I could see Gentoo as the base for a fully customized turnkey system. Good to read about alternatives.
--
Chip Salzenberg, Free-Floating Agent of Chaos

Quick note (2.50 / 4) (#6)
by qpt on Thu Apr 04, 2002 at 09:50:21 PM EST

You misspelled "turkey".

Domine Deus, creator coeli et terrae respice humilitatem nostram.
[ Parent ]

Nope (3.00 / 4) (#18)
by carbon on Thu Apr 04, 2002 at 11:31:58 PM EST

You misspelled "turkey".

No, I believe that you mispelled "turnkey", as in 'turn the key'.


Wasn't Dr. Claus the bad guy on Inspector Gadget? - dirvish
[ Parent ]
You did it again! (2.66 / 3) (#33)
by synaesthesia on Fri Apr 05, 2002 at 06:42:25 AM EST

No, I believe that you mispelled "turnkey", as in 'turn the key'.

Oops - you misspelled "turkey" again, and then proceeded to misspell 'turbot the kipper' in the very same sentence!



Sausages or cheese?
[ Parent ]
Twice! (4.00 / 2) (#39)
by Gully Foyle on Fri Apr 05, 2002 at 10:08:51 AM EST

He also misspelled Grout as Carbon!

If you weren't picked on in school you were doing something wrong - kableh
[ Parent ]

And you... (2.00 / 2) (#42)
by synaesthesia on Fri Apr 05, 2002 at 11:08:01 AM EST

...misspelled "I" as "he", etc., etc.

Sausages or cheese?
[ Parent ]
I love Reviews & Howtos (4.00 / 2) (#2)
by Adam Theo on Thu Apr 04, 2002 at 08:43:01 PM EST

I love reading about this sort of thing. Reviews and HOWTOs on tech stuff. Especially when it comes to Linux distros and other open source app stuff.

And on this topic: I have been planning to try out Rock Linux in the next couple of days, and will write about my experience here as you have. But you've also convinced me to try out Gentoo after that. I'd like to compare the two eventually, and see the weaknesses of each.

Is the 5 hour compile time the only thing you found wrong or lacking with it? If you think of anything else, please tell me so I can take note of it when I try it out.

Thanks! :-)

-- "A computer geek free-market socialist patriotic American Buddhist."

For more of this... (2.75 / 4) (#9)
by E r i c on Thu Apr 04, 2002 at 10:13:44 PM EST

try monolinux.com (no, really).

I blame my past transgressions on Eminem's music. Reform number five is currently in progress.
[ Parent ]
Ports (3.00 / 1) (#7)
by PresJPolk on Thu Apr 04, 2002 at 09:59:25 PM EST

I say, if you want something like Ports, just go get FreeBSD and use the original! The FreeBSD Ports collection is huge and mature. I don't see how some upstart can beat it overnight.
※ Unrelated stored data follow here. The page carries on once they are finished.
//! Anchor resolution
//!
//! Relocates a stored anchor inside a freshly parsed document. The structural
//! path is tried first since it pins down the original location; when it no
//! longer resolves, or no acceptable match lives under it, the whole body is
//! scanned for the quoted text. The first acceptable match wins in both
//! phases, so verbatim repeats elsewhere on the page can produce a false
//! positive in the fallback.

use super::path::StructuralPath;
use super::record::HighlightRecord;
use crate::dom::{BlockPolicy, Document, NodeId, Range, TextWalker};

/// Which phase located the anchor
#[derive(Debug, Clone, Copy, PartialEq, Eq)]
pub enum ResolvePhase {
    Structural,
    Fallback,
}

/// A relocated anchor
#[derive(Debug, Clone, Copy, PartialEq, Eq)]
pub struct Resolution {
    pub range: Range,
    pub phase: ResolvePhase,
}

/// Two-phase anchor resolver
#[derive(Debug, Clone, Copy, Default)]
pub struct AnchorResolver {
    policy: BlockPolicy,
}

impl AnchorResolver {
    pub fn new(policy: BlockPolicy) -> Self {
        Self { policy }
    }

    /// Locate `record` in `document`
    pub fn resolve(&self, document: &Document, record: &HighlightRecord) -> Option<Resolution> {
        if record.text.is_empty() {
            return None;
        }

        if let Some(range) = self.structural(document, record) {
            return Some(Resolution {
                range,
                phase: ResolvePhase::Structural,
            });
        }

        tracing::debug!(
            "Structural path {:?} missed for {}, scanning document",
            record.structural_path,
            record.id
        );

        self.fallback(document, record).map(|range| Resolution {
            range,
            phase: ResolvePhase::Fallback,
        })
    }

    fn structural(&self, document: &Document, record: &HighlightRecord) -> Option<Range> {
        let path = match record.structural_path.parse::<StructuralPath>() {
            Ok(path) => path,
            Err(e) => {
                tracing::debug!("Unusable structural path for {}: {}", record.id, e);
                return None;
            }
        };
        let element = path.resolve(document)?;
        self.first_match(document, element, &record.text)
    }

    fn fallback(&self, document: &Document, record: &HighlightRecord) -> Option<Range> {
        let root = document
            .body()
            .or_else(|| document.document_element())
            .unwrap_or_else(|| document.root());
        self.first_match(document, root, &record.text)
    }

    fn first_match(&self, document: &Document, root: NodeId, needle: &str) -> Option<Range> {
        TextWalker::excluding_multi_block(document, root, self.policy).find_map(|node| {
            let start = document.text(node)?.find(needle)?;
            let range = Range::within_text(node, start, start + needle.len());
            self.policy.accepts_text(document, node).then_some(range)
        })
    }
}
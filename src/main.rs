//! Web Highlighter Server
//!
//! Anchors, restores and manages persistent highlights on web pages.

use std::net::SocketAddr;

use anyhow::Context;
use tokio::signal;
use tower_http::cors::{Any, CorsLayer};
use tower_http::trace::TraceLayer;
use tracing_subscriber::{layer::SubscriberExt, util::SubscriberInitExt};

use web_highlighter::config::Config;
use web_highlighter::routes;
use web_highlighter::state::AppState;
use web_highlighter::store::open_store;

#[tokio::main]
async fn main() -> anyhow::Result<()> {
    // Initialize tracing
    tracing_subscriber::registry()
        .with(
            tracing_subscriber::EnvFilter::try_from_default_env()
                .unwrap_or_else(|_| "web_highlighter=debug,tower_http=debug".into()),
        )
        .with(tracing_subscriber::fmt::layer())
        .init();

    // Load configuration
    dotenvy::dotenv().ok();

    let config = Config::from_env().unwrap_or_else(|e| {
        tracing::warn!("Failed to load config from env: {}, using defaults", e);
        Config::default()
    });

    tracing::info!("Starting Web Highlighter v{}", env!("CARGO_PKG_VERSION"));
    tracing::info!("Store backend: {:?}", config.storage.backend);

    let store = open_store(&config.storage)
        .await
        .context("Failed to open highlight store")?;

    let addr: SocketAddr = format!("{}:{}", config.server.host, config.server.port)
        .parse()
        .context("Invalid server address")?;

    let app_state = AppState::new(config, store);

    // Build CORS layer
    let cors = CorsLayer::new()
        .allow_origin(Any)
        .allow_methods(Any)
        .allow_headers(Any);

    let app = routes::router(app_state)
        .layer(TraceLayer::new_for_http())
        .layer(cors);

    tracing::info!("Web Highlighter listening on {}", addr);
    let listener = tokio::net::TcpListener::bind(addr)
        .await
        .with_context(|| format!("Failed to bind {}", addr))?;

    axum::serve(listener, app)
        .with_graceful_shutdown(shutdown_signal())
        .await
        .context("Server error")?;

    tracing::info!("Server shutdown complete");
    Ok(())
}

/// Graceful shutdown signal handler
async fn shutdown_signal() {
    let ctrl_c = async {
        if let Err(e) = signal::ctrl_c().await {
            tracing::error!("Failed to install Ctrl+C handler: {}", e);
            std::future::pending::<()>().await;
        }
    };

    #[cfg(unix)]
    let terminate = async {
        match signal::unix::signal(signal::unix::SignalKind::terminate()) {
            Ok(mut stream) => {
                stream.recv().await;
            }
            Err(e) => {
                tracing::error!("Failed to install signal handler: {}", e);
                std::future::pending::<()>().await;
            }
        }
    };

    #[cfg(not(unix))]
    let terminate = std::future::pending::<()>();

    tokio::select! {
        _ = ctrl_c => {},
        _ = terminate => {},
    }

    tracing::info!("Shutdown signal received, starting graceful shutdown");
}
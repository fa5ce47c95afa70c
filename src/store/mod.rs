//! Persistence gateway
//!
//! The highlight collection is a single map from highlight ID to record.
//! Callers always read the whole map, change one entry and write the whole
//! map back; backends only guarantee that each `get`/`set` is atomic.
//!
//! Backends:
//! - `MemoryStore`: process-local map
//! - `JsonFileStore`: `{"highlights": {...}}` document on disk
//! - `SqliteStore`: one `highlights` table via sqlx

mod json_file;
mod memory;
mod sqlite;

use std::sync::Arc;

use async_trait::async_trait;
use thiserror::Error;

use crate::anchor::HighlightMap;
use crate::config::{StorageBackend, StorageConfig};

pub use json_file::JsonFileStore;
pub use memory::MemoryStore;
pub use sqlite::{create_pool, SqliteStore};

/// Storage errors
#[derive(Error, Debug)]
pub enum StoreError {
    #[error("IO error: {0}")]
    Io(#[from] std::io::Error),

    #[error("Serialization error: {0}")]
    Serde(#[from] serde_json::Error),

    #[error("Database error: {0}")]
    Database(#[from] sqlx::Error),

    #[error("Corrupt record {id}: {reason}")]
    Corrupt { id: String, reason: String },
}

/// Async access to the persisted highlight map
#[async_trait]
pub trait HighlightStore: Send + Sync {
    /// Load the full map
    async fn get(&self) -> Result<HighlightMap, StoreError>;

    /// Replace the full map
    async fn set(&self, highlights: HighlightMap) -> Result<(), StoreError>;
}

/// Open the backend selected by configuration
pub async fn open_store(config: &StorageConfig) -> Result<Arc<dyn HighlightStore>, StoreError> {
    let store: Arc<dyn HighlightStore> = match config.backend {
        StorageBackend::Memory => Arc::new(MemoryStore::new()),
        StorageBackend::Json => Arc::new(JsonFileStore::new(&config.path)),
        StorageBackend::Sqlite => {
            let pool = create_pool(&config.database_url).await?;
            Arc::new(SqliteStore::new(pool))
        }
    };
    Ok(store)
}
If you're going to restrict yourself to linux, just make sure you're doing it for the right reasons. Don't reject FreeBSD just because it's not linux.

(Speaking as a Slackware user, not a FreeBSD user.)

Hardware Support (4.50 / 2) (#13)
by brunes69 on Thu Apr 04, 2002 at 10:29:00 PM EST

The main reason I and I suspsect alot of others stick with Linux is the hardware support. It has always (on the x86 platform) anyways had much better hardware support than xBSD, and with all the press it has been getting, hardware companies are even themselves making drivers for Linux now (example, NVidia). Until these companies / others start churning out drivers for the latest-and-greatest for xBSD, there will always be a smaller following.



---There is no Spoon---
[ Parent ]
There is in fact, (4.00 / 1) (#16)
by binaryalchemy on Thu Apr 04, 2002 at 11:01:26 PM EST

a project working with NVidia to make FreeBSD drivers. It can be found here. (Nvidia is actually helping them, look in the recent news section.)

Note: I use Slackware. I refuse to use FreeBSD just to annoy my *BSD zealot friends. (NetBSD is really cool though, just don't tell them I said that.)
------
Defending the GPL from a commercial perspective is like defending the Microsft EULA from a moral perspective. - quartz
[ Parent ]

a slackware and FBSD user (4.00 / 1) (#14)
by tfogal on Thu Apr 04, 2002 at 10:52:16 PM EST

the system im writing this from is a dual boot slackware and FreeBSD box.. so you know.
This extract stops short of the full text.